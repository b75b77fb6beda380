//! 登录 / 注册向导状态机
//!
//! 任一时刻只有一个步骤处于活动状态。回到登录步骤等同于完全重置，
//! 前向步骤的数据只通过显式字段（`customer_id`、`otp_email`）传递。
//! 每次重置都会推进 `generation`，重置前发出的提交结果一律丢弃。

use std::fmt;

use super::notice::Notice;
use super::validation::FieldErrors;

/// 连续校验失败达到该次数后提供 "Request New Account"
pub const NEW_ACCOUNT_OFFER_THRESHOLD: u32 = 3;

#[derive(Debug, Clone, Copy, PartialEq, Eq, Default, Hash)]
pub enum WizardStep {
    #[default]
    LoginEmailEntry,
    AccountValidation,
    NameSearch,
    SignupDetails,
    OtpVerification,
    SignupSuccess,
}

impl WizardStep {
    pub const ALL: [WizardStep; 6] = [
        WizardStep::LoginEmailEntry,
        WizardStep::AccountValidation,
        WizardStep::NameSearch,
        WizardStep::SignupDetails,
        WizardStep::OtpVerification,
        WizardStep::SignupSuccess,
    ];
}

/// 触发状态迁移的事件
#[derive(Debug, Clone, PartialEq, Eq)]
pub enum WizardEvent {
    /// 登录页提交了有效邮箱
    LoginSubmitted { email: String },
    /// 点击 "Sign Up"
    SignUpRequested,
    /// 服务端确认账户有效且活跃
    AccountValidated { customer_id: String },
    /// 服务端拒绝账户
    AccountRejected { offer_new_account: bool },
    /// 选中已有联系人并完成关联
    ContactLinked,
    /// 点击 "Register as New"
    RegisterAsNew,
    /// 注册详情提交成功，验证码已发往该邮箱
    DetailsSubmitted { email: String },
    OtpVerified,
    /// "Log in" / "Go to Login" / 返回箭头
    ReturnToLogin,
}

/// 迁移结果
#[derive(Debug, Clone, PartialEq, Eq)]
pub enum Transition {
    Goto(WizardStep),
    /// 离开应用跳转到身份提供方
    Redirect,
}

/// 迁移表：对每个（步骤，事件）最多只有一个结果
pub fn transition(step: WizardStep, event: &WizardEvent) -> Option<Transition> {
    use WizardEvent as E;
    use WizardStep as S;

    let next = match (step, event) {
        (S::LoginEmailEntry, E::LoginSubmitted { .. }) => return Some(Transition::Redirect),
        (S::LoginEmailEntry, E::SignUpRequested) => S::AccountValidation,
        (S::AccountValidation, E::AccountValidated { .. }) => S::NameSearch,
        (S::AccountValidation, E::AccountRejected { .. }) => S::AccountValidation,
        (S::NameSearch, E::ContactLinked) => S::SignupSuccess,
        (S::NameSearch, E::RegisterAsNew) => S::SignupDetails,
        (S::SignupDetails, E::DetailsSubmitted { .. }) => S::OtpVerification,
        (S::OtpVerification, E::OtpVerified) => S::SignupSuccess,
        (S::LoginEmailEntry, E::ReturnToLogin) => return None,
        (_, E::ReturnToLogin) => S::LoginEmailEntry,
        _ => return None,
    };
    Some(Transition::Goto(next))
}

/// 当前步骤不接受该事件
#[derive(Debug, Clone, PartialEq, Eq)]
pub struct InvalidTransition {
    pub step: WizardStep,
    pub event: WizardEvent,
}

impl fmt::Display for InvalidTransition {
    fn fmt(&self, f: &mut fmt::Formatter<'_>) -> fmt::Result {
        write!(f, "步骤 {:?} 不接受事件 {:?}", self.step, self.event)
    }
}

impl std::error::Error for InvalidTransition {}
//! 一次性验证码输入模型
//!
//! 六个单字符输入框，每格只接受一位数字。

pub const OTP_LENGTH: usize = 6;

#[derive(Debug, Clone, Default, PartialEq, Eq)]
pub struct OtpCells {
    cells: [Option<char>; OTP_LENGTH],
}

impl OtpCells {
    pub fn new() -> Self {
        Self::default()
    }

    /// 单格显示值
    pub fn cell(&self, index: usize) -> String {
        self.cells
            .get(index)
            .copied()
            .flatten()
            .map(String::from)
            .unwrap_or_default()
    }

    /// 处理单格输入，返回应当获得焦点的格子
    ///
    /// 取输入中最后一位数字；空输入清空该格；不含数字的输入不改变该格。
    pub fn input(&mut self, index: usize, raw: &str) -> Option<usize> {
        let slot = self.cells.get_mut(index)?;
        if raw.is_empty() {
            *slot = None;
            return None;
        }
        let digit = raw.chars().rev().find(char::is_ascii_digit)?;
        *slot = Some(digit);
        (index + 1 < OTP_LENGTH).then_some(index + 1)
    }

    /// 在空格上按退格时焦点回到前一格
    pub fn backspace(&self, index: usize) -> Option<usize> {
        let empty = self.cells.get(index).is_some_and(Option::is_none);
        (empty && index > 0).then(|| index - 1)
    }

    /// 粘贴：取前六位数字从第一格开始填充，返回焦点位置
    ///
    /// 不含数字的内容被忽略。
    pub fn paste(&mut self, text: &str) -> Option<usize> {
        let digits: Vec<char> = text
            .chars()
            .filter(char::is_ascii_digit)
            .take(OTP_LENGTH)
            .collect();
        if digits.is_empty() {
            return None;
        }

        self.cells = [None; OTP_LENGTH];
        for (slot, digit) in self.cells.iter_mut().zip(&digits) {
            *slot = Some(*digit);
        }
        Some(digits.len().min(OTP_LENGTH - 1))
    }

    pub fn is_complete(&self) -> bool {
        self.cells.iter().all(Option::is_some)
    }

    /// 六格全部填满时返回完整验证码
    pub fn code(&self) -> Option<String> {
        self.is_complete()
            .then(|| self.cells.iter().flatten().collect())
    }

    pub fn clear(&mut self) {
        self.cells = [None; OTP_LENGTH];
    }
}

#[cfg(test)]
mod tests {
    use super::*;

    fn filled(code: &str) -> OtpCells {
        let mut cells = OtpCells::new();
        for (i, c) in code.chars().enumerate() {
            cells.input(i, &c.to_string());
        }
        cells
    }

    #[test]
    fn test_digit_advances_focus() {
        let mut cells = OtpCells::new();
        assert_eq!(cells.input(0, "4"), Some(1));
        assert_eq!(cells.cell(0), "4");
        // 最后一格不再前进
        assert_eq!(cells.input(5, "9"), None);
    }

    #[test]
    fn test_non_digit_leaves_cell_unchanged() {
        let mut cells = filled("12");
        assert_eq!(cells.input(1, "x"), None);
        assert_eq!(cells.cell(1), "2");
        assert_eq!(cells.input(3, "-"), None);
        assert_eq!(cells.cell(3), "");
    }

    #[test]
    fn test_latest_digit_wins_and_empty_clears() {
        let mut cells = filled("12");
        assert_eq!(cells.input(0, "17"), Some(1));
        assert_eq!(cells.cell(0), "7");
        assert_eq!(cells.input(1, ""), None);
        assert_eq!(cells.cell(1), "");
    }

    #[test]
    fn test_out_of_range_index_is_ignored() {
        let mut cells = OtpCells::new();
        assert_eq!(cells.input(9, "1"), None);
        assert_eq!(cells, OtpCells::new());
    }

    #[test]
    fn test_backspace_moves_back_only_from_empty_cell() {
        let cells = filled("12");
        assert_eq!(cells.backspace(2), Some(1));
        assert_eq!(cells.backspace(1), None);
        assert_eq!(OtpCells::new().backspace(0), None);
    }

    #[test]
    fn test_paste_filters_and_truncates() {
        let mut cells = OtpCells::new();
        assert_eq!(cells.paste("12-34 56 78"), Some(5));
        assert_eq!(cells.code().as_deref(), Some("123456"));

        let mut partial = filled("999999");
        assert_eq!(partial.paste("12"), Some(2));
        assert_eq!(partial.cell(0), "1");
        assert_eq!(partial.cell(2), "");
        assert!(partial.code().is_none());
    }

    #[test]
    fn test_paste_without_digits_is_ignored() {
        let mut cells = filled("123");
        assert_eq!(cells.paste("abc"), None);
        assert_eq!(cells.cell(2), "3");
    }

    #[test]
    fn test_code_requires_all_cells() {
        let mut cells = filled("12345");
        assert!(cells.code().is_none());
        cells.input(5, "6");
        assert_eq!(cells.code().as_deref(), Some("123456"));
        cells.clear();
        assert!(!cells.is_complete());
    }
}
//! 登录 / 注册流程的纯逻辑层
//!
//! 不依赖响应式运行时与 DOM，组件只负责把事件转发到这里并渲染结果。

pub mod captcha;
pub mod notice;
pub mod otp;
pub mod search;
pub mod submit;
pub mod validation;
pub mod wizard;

---*---

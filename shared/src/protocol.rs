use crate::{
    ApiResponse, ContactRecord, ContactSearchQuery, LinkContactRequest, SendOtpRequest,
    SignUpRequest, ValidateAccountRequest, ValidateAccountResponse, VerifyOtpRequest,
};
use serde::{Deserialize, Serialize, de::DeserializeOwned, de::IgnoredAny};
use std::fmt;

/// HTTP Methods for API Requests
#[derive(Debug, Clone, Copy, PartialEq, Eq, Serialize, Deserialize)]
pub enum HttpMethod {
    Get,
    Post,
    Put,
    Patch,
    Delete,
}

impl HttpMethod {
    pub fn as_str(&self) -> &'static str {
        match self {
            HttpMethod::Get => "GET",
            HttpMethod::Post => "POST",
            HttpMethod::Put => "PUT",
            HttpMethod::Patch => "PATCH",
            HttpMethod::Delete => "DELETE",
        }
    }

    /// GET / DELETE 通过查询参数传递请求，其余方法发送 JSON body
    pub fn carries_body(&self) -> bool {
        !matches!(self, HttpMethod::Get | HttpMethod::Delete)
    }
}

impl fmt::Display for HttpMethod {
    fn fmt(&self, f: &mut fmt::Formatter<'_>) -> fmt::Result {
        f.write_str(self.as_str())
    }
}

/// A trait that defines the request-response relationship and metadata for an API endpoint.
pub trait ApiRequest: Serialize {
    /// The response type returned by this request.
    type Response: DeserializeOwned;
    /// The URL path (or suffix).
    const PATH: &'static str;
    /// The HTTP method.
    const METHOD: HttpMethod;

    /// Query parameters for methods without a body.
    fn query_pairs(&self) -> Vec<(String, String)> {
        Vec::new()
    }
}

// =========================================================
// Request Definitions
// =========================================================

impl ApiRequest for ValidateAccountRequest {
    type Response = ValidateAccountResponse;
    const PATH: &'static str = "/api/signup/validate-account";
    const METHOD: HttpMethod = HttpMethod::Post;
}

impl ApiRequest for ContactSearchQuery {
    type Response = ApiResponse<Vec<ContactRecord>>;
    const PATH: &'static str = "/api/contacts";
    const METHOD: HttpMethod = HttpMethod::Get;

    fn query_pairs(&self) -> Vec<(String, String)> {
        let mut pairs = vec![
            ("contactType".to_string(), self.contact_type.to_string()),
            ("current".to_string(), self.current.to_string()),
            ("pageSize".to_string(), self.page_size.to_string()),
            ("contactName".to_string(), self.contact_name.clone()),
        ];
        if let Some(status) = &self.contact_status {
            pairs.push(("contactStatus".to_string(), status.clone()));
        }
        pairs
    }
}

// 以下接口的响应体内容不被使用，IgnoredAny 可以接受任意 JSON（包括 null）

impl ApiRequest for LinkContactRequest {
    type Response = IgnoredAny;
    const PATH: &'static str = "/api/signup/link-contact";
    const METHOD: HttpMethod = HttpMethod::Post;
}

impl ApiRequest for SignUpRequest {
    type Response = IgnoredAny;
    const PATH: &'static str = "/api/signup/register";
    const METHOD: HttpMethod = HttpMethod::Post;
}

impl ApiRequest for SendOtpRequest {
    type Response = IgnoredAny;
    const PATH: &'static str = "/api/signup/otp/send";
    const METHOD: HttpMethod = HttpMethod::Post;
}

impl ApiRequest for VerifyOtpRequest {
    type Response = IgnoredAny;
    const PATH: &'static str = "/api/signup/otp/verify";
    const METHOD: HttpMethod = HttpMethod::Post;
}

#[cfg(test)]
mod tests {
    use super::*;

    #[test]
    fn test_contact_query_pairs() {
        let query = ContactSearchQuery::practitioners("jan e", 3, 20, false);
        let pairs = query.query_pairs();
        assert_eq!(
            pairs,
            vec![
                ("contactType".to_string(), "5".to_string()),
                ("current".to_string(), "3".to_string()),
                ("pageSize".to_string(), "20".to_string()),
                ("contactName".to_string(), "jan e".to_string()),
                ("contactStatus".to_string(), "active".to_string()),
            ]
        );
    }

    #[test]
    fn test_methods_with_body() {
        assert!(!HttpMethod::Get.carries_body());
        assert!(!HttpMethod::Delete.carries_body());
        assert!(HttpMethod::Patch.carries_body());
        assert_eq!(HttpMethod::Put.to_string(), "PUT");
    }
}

---*---

## EXERCISE BRIEF:
Which lines of the records above contain the word "SignupSuccess"? Show each of them.

## RESPONSE:
    SignupSuccess,
        WizardStep::SignupSuccess,
        (S::NameSearch, E::ContactLinked) => S::SignupSuccess,
        (S::OtpVerification, E::OtpVerified) => S::SignupSuccess,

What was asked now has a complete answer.